Data excerpts:

╔══

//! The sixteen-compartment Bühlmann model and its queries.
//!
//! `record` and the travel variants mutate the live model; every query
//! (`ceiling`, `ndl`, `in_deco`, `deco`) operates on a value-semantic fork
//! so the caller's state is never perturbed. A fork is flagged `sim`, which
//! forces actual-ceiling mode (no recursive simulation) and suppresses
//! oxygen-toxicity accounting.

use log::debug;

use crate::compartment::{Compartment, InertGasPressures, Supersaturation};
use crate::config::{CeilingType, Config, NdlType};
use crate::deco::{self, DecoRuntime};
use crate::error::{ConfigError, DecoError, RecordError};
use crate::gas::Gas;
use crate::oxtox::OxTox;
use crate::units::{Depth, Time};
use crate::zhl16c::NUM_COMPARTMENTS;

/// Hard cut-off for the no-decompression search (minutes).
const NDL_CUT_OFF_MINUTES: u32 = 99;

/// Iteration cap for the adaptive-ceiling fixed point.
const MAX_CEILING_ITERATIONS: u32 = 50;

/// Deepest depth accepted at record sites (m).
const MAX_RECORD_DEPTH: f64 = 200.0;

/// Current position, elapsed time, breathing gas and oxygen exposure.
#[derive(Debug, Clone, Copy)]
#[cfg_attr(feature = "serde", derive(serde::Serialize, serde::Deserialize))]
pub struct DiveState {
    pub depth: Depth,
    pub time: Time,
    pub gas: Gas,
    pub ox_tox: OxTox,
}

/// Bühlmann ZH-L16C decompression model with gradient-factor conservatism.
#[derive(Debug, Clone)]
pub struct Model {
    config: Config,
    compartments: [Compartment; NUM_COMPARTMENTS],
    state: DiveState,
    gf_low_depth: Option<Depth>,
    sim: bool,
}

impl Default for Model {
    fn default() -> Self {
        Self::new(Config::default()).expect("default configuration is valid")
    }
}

╚══

To do: Begin at the first line of the material and transcribe each line exactly. End with the line containing "#[derive(Debug, Clone)]", and give nothing else.

Result of this task:
//! The sixteen-compartment Bühlmann model and its queries.
//!
//! `record` and the travel variants mutate the live model; every query
//! (`ceiling`, `ndl`, `in_deco`, `deco`) operates on a value-semantic fork
//! so the caller's state is never perturbed. A fork is flagged `sim`, which
//! forces actual-ceiling mode (no recursive simulation) and suppresses
//! oxygen-toxicity accounting.

use log::debug;

use crate::compartment::{Compartment, InertGasPressures, Supersaturation};
use crate::config::{CeilingType, Config, NdlType};
use crate::deco::{self, DecoRuntime};
use crate::error::{ConfigError, DecoError, RecordError};
use crate::gas::Gas;
use crate::oxtox::OxTox;
use crate::units::{Depth, Time};
use crate::zhl16c::NUM_COMPARTMENTS;

/// Hard cut-off for the no-decompression search (minutes).
const NDL_CUT_OFF_MINUTES: u32 = 99;

/// Iteration cap for the adaptive-ceiling fixed point.
const MAX_CEILING_ITERATIONS: u32 = 50;

/// Deepest depth accepted at record sites (m).
const MAX_RECORD_DEPTH: f64 = 200.0;

/// Current position, elapsed time, breathing gas and oxygen exposure.
#[derive(Debug, Clone, Copy)]
#[cfg_attr(feature = "serde", derive(serde::Serialize, serde::Deserialize))]
pub struct DiveState {
    pub depth: Depth,
    pub time: Time,
    pub gas: Gas,
    pub ox_tox: OxTox,
}

/// Bühlmann ZH-L16C decompression model with gradient-factor conservatism.
#[derive(Debug, Clone)]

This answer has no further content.